We conducted a retrospective observational study of patients referred to a private radiation oncology practice specializing in genitourinary malignancies in Bogota, Colombia, from January 2020 to April 2021, with available 68Ga-PSMA PET/CT or 18F-PSMA PET/CT reports at the moment of decision-making regarding radiation therapy treatment. An independent local private IRB approved the study protocol in January 2021. Our primary outcome was to establish the role of PET-PSMA in decision-making regarding radiation therapy treatment plans, which was defined as changes in target volume in comparison to CIM based on PET-PSMA results before radiation therapy. Eligible patients were those with biopsy confirmation of prostate cancer. The included patients could be initially treated with curative-intended radical prostatectomy and referred for PET-CT assessment at biochemical recurrence or persistence (defined as PSA levels > 0.2) or patients referred for radiation therapy as primary treatment. For comparison, all patients had conventional imaging results from CT or MRI scans of the abdomen/pelvis or bone scintigraphy. Patients were deemed not eligible if the treatment planning included a previously treated radiation therapy field. As a secondary outcome, we aimed to establish the role of PET PSMA in restaging patients, defined by the rate of detection of the presence of distant metastases (bone and visceral), pelvic nodal involvement, and tumor bed that were not present on CIM. Changes in treatment intent were also considered (palliative vs curative intent).

Treatment

All treatment plans were delimited in Monaco HD (Elekta-v5.0) with a previous fusion of PET images in the treatment position. Radiation was administered using a Sinergy linear accelerator with daily kilo voltage imaging using volumetric modulated arc therapy (VMAT). Treatment plans for patients receiving VMAT were constructed and reviewed based on the NRG Oncology and Radiation Therapy Oncology Group Contouring Atlases (RTOG; Hall-Harris et al.). This study defined all treatment volume changes based on PET-PSMA scan results as changes from conventional treatment plans of the RTOG contouring guidelines. Based on National Comprehensive Cancer Network and American Society for Radiation Oncology guidelines, treatment doses were selected according to each patient's characteristics.

Statistical analysis

We collected the clinical information from a previously established database. Data were used to form a general description of the study population. Subsequently, the results obtained from conventional images and PSMA PET were analyzed, correlating them with disease management. Finally, the impact on radiotherapy use is described in reference to the total accumulated dose and the included irradiation fields. For the statistical analysis, the variables were standardized. We utilized central tendency and dispersion measures for continuous variables; the median and percentile-type dispersion measures were used whenever there were no values with normal distribution. For categorical variables, percentages and proportion measures were used.

Results

Patients' demographics

Between January 2020 and April 2021, 26 patients were referred to the radiation oncology practice with a PSMA PET/computed tomography (CT) result available. Two patients had previously received prostate radiation therapy and were deemed ineligible for analysis. A total of eight patients were treatment naïve, and 16 patients had a postoperative biochemical recurrence and were referred for salvage radiation therapy. The patient's baseline characteristics are summarized in Table 1. Overall, 17 patients had the high-risk disease at diagnosis, according to the D'Amico classification. Primary management and type of surgery (open vs robotic) varied among the patients referred for salvage radiation therapy, and four patients did not undergo lymph node dissection.
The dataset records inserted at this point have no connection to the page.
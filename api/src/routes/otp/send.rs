use actix_web::{web, HttpResponse};
use std::sync::Arc;
use validator::Validate;

use otp_core::repositories::SecretStore;
use otp_core::services::Notifier;
use otp_shared::phone::{is_valid_e164, mask_phone_number};

use crate::dto::{SendRequest, SendResponse};
use crate::handlers::{bad_request, internal_error_response, otp_error_response, validation_error_response};

use super::AppState;

/// Handler for POST /send
///
/// Sends a code to the phone number unless one was sent within the
/// configured interval.
///
/// # Request Body
///
/// ```json
/// { "phone": "+79991234567" }
/// ```
///
/// # Response
///
/// ## Success (200 OK)
/// ```json
/// { "message": "Code sent", "resend_after": 30 }
/// ```
///
/// ## Errors
/// - 400 `VALIDATION_ERROR`: malformed body or phone not in E.164 format
/// - 429 `RATE_LIMITED`: `details.retry_after_seconds` says when to retry
/// - 502 `DISPATCH_FAILED`: the delivery provider rejected the message
/// - 500 `INTERNAL_ERROR`
pub async fn send<S, N>(
    state: web::Data<AppState<S, N>>,
    request: web::Json<SendRequest>,
) -> HttpResponse
where
    S: SecretStore + ?Sized + 'static,
    N: Notifier + ?Sized + 'static,
{
    let request = request.into_inner();

    if let Err(errors) = request.validate() {
        return validation_error_response(&errors);
    }
    if !is_valid_e164(&request.phone) {
        tracing::warn!(phone = %mask_phone_number(&request.phone), "Rejected non-E.164 phone");
        return bad_request("Phone number must be in E.164 format, e.g. +79991234567");
    }

    tracing::info!(phone = %mask_phone_number(&request.phone), "Processing send request");

    // Run on its own task so a dropped connection cannot cancel a dispatch
    // halfway through.
    let service = Arc::clone(&state.otp_service);
    let phone = request.phone;
    let outcome = tokio::spawn(async move { service.send_code(&phone).await }).await;

    match outcome {
        Ok(Ok(issued)) => {
            let resend_after = (issued.next_send_at - issued.issued_at)
                .num_seconds()
                .max(0) as u64;
            HttpResponse::Ok().json(SendResponse {
                message: "Code sent".to_string(),
                resend_after,
            })
        }
        Ok(Err(e)) => otp_error_response(&e),
        Err(join_error) => {
            tracing::error!(error = %join_error, "Send task failed");
            internal_error_response()
        }
    }
}
//! Minimum-interval send limiter

use chrono::{DateTime, Utc};
use std::time::Duration;

/// Outcome of a send-window check
#[derive(Debug, Clone, Copy, PartialEq, Eq)]
pub struct SendDecision {
    /// Whether a code may be sent now
    pub allowed: bool,
    /// Remaining time until the window opens, zero when allowed
    pub wait: Duration,
}

impl SendDecision {
    pub fn allow() -> Self {
        Self {
            allowed: true,
            wait: Duration::ZERO,
        }
    }

    pub fn deny(wait: Duration) -> Self {
        Self {
            allowed: false,
            wait,
        }
    }
}

/// Pure evaluation of the per-identity send window
///
/// Query only: the limiter never reserves or mutates anything. Serialising the
/// check with the issuance that follows is the OTP service's job.
#[derive(Debug, Clone, Copy)]
pub struct RateLimiter {
    interval: Duration,
}

impl RateLimiter {
    pub fn new(interval: Duration) -> Self {
        Self { interval }
    }

    /// Decide whether a send is allowed at `now` given the last send time
    ///
    /// A last send in the future (clock moved backwards) counts as zero
    /// elapsed time.
    pub fn evaluate(&self, last_send: Option<DateTime<Utc>>, now: DateTime<Utc>) -> SendDecision {
        let Some(last_send) = last_send else {
            return SendDecision::allow();
        };

        let elapsed = (now - last_send).to_std().unwrap_or(Duration::ZERO);
        if elapsed >= self.interval {
            SendDecision::allow()
        } else {
            SendDecision::deny(self.interval - elapsed)
        }
    }
}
Table 1 Baseline characteristics of the study population

PSA: prostate-specific antigen; ISUO: International Society of Urological, Pathology; RP: radical prostatectomy; LND: lymph node dissection; RT: radiotherapy; ADT: androgen deprivation therapy.

Conventional imaging

For comparison, conventional imaging (CT, MRI, or bone scan) was available for all patients. Only 17% of patients had positive findings based on CIM, whereas 89% had positive findings based on PSMA PET/CT. Different anatomic involvement sites are described in Table 2. With conventional imaging, bone metastases were diagnosed in two out of eight of the treatment-naïve patients and none of the salvage radiation therapy group. PSMA PET/CT detected bone involvement in 30.0 and 6.2% of patients in the former and latter groups, respectively. Overall, PSMA PET/CT improved detection by 77% in curative radiotherapy and 69% in patients undergoing salvage radiation therapy compared to conventional imaging.

Table 2 Conventional imaging and PSMA PET-positive findings

Lymph node involvement

Lymph node metastases are shown in Figure 1 based on the involved nodal chain. Of the patients, 26.8% had lymph node involvement outside the traditional pelvic lymph node volume definitions: paraaortic nodes 11.5% (n = 3), perirectal nodes 11.5% (n = 3), and paravesical nodes 3.8% (n = 1). PSMA PET-positive lymph nodes that were not included in the GETUG 01/RTOG 9413/POP-RT/ PIVOTAL protocols were para-aortic and perirectal lymph nodes (Fig. 2)¹⁰.

Figure 1 Positive lymph node distribution map according to the PSMA/PET findings.

Figure 2 Traditional treatment fields in prostate radiotherapy. Adapted from: De Meerleer et al.¹⁰

Changes in the treatment plan

Based on a recently published review on the use of PET/PSMA for radiation therapy treatment plans, we categorized treatment changes depending on the location of the disease detected by PET imaging and its influence on the radiation dose and radiation volume⁸. Treatment considerations following PET imaging are presented in Figures 3A and B. For the salvage patients, we divided target volume changes in regard to the inclusion or exclusion of prostate fossa lesions, pelvic nodal lesions, or distant metastatic lesions. For the treatment-naïve patients, it was the prostate instead of the prostatic fossa. Most treatment changes were observed in the salvage setting as the inclusion of elective pelvic nodal radiation, followed by an increased dose to the lymph nodes and the prostate fossa. In the treatment-naïve patients, most changes were related to an increase in the dose to the prostate, followed by the addition or omission of pelvic nodal radiation.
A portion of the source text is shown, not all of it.